- What you will do -
Look through the data below for the line with "of the session", and transcribe it exactly together with each line after it up to and including the line with "One peer connection". Give nothing else.

*** Recorded information

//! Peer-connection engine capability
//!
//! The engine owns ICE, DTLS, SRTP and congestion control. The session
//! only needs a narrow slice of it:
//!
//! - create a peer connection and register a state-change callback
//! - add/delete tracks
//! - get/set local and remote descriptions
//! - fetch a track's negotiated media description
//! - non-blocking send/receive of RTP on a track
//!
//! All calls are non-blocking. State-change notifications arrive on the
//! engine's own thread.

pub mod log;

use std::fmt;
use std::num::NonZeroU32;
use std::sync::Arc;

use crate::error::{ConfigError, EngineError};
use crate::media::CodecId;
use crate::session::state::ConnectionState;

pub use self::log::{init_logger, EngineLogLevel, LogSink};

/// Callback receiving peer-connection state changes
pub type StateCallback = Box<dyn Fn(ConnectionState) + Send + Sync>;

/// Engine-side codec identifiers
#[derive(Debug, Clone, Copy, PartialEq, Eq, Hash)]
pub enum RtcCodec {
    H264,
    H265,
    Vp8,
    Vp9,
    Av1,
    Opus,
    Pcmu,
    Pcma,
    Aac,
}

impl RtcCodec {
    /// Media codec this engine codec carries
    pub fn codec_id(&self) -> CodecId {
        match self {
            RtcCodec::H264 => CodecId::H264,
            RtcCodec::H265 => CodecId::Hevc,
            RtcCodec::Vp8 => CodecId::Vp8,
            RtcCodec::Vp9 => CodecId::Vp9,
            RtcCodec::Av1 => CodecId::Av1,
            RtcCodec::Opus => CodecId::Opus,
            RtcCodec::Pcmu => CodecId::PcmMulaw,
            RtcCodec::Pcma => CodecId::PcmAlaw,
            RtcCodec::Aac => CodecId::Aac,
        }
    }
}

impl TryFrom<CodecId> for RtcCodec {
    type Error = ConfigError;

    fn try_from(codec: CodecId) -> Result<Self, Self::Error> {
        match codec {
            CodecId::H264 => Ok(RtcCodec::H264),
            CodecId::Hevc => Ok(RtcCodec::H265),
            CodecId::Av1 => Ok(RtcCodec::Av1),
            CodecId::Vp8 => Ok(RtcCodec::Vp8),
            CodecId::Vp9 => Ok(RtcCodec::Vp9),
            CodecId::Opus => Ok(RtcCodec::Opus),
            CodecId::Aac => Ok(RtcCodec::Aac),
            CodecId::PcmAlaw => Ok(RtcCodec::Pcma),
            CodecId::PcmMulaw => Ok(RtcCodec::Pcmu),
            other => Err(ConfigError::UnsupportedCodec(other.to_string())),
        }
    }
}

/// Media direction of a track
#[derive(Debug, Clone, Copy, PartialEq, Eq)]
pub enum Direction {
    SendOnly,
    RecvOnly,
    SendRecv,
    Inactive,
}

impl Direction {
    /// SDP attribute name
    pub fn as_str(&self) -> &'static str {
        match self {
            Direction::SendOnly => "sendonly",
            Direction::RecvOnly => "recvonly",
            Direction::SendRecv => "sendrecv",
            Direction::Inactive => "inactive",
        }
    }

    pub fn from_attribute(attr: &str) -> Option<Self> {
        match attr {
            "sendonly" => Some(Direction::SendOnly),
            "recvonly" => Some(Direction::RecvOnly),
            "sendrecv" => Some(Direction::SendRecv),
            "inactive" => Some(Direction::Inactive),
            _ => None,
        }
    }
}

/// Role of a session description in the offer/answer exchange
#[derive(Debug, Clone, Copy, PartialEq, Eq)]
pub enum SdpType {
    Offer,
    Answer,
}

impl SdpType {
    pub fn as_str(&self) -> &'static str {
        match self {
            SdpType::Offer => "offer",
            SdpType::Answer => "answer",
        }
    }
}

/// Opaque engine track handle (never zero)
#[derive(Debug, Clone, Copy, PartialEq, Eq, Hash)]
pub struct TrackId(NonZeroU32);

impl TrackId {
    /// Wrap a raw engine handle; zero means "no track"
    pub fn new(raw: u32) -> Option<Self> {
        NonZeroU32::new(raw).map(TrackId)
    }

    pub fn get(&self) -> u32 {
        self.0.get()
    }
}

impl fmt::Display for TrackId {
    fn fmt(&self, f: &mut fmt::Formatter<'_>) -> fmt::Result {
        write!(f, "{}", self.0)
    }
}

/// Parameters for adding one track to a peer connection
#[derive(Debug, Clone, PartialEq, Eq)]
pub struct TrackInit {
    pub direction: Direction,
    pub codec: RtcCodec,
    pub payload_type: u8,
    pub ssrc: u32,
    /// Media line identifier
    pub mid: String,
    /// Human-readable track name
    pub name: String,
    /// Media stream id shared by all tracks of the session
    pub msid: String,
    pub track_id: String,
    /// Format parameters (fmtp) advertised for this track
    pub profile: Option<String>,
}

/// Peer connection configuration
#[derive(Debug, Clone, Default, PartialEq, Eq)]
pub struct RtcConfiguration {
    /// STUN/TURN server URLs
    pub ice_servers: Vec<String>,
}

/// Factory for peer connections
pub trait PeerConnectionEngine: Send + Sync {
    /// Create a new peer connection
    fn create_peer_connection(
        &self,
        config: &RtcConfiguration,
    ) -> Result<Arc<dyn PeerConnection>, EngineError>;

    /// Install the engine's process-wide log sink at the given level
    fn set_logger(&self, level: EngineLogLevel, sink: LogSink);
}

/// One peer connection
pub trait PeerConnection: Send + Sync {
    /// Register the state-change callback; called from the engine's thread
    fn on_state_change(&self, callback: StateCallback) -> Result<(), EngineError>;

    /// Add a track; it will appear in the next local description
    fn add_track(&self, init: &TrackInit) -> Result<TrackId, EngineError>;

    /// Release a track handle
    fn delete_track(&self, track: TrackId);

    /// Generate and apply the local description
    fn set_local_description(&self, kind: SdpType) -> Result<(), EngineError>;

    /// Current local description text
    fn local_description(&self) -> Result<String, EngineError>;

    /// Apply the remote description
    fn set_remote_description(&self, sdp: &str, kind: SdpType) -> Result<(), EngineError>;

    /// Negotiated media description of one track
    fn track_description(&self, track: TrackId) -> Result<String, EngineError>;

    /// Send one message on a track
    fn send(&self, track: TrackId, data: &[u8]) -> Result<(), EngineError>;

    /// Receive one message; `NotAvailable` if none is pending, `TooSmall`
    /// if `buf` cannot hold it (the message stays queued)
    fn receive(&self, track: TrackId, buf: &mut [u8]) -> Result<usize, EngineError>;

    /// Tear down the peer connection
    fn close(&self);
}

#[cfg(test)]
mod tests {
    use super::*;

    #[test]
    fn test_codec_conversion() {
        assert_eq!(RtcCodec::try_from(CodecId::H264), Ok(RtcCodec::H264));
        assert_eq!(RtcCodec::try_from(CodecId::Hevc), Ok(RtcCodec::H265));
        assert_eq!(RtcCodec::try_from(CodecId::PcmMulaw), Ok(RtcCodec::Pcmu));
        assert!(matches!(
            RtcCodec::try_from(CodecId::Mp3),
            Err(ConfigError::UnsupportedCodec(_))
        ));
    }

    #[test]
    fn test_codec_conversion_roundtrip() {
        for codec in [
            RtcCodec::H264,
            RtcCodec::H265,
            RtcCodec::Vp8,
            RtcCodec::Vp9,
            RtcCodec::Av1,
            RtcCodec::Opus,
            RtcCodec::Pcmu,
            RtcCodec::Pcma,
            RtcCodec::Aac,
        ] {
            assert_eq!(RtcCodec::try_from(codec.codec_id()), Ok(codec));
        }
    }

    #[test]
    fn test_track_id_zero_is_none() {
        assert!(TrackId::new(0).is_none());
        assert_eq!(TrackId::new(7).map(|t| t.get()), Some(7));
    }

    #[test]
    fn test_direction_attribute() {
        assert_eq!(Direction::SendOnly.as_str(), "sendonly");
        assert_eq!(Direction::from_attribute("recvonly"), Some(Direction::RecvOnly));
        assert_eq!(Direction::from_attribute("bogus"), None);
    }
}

******
*** Recorded information

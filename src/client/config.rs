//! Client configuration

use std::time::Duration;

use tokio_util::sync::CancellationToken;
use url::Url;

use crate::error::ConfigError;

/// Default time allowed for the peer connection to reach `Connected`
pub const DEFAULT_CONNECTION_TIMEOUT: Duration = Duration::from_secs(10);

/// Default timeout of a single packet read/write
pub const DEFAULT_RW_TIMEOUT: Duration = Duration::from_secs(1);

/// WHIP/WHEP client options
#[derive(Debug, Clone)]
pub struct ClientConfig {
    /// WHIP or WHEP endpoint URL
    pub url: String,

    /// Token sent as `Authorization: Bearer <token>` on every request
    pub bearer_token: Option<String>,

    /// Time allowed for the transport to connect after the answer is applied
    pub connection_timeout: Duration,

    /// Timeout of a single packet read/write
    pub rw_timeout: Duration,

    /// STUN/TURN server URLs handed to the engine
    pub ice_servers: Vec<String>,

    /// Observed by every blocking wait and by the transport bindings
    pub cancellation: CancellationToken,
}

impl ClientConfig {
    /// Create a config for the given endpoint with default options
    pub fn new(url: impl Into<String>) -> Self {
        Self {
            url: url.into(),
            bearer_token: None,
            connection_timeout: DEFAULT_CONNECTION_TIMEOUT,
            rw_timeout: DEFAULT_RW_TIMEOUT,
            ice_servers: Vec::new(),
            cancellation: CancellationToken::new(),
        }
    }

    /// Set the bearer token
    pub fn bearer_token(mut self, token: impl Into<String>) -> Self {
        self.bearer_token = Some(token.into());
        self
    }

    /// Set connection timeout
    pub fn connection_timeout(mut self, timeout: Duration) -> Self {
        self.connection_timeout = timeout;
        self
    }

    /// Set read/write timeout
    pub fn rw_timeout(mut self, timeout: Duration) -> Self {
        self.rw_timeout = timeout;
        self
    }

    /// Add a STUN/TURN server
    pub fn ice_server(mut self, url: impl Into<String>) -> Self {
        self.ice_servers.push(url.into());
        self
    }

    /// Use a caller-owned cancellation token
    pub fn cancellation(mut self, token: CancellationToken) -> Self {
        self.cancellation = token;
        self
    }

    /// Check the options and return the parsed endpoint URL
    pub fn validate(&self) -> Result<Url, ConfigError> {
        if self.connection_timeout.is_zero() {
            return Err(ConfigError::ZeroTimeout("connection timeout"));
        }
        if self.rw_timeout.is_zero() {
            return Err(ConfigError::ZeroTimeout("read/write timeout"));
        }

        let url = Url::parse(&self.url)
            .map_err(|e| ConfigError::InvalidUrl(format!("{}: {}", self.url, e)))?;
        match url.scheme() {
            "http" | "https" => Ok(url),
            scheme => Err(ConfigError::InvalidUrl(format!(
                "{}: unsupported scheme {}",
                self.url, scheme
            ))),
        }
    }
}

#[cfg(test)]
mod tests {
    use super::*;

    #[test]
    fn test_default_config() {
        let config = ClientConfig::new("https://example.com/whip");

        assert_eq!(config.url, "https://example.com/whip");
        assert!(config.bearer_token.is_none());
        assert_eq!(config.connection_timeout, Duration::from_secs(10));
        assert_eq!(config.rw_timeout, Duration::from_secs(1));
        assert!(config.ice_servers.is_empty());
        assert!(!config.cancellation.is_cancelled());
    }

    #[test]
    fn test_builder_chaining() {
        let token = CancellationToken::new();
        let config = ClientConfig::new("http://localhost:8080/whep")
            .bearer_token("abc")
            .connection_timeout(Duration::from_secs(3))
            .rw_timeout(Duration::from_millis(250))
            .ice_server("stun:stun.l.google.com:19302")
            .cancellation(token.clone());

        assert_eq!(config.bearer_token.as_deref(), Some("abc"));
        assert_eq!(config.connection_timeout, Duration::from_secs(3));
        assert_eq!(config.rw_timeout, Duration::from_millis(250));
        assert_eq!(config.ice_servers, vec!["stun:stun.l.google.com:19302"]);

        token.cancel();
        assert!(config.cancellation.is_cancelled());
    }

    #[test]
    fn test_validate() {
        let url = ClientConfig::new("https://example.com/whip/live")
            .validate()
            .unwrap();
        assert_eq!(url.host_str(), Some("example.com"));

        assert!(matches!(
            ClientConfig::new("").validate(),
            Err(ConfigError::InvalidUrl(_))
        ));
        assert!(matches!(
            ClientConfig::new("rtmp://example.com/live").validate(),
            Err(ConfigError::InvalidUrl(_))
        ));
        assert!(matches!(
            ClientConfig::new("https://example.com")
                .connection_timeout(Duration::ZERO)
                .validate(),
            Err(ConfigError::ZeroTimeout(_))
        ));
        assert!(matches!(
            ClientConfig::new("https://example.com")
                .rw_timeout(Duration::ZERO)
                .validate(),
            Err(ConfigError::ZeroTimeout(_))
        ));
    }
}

******

- The completed task -
    /// Media stream id shared by all tracks of the session
    pub msid: String,
    pub track_id: String,
    /// Format parameters (fmtp) advertised for this track
    pub profile: Option<String>,
}

/// Peer connection configuration
#[derive(Debug, Clone, Default, PartialEq, Eq)]
pub struct RtcConfiguration {
    /// STUN/TURN server URLs
    pub ice_servers: Vec<String>,
}

/// Factory for peer connections
pub trait PeerConnectionEngine: Send + Sync {
    /// Create a new peer connection
    fn create_peer_connection(
        &self,
        config: &RtcConfiguration,
    ) -> Result<Arc<dyn PeerConnection>, EngineError>;

    /// Install the engine's process-wide log sink at the given level
    fn set_logger(&self, level: EngineLogLevel, sink: LogSink);
}

/// One peer connection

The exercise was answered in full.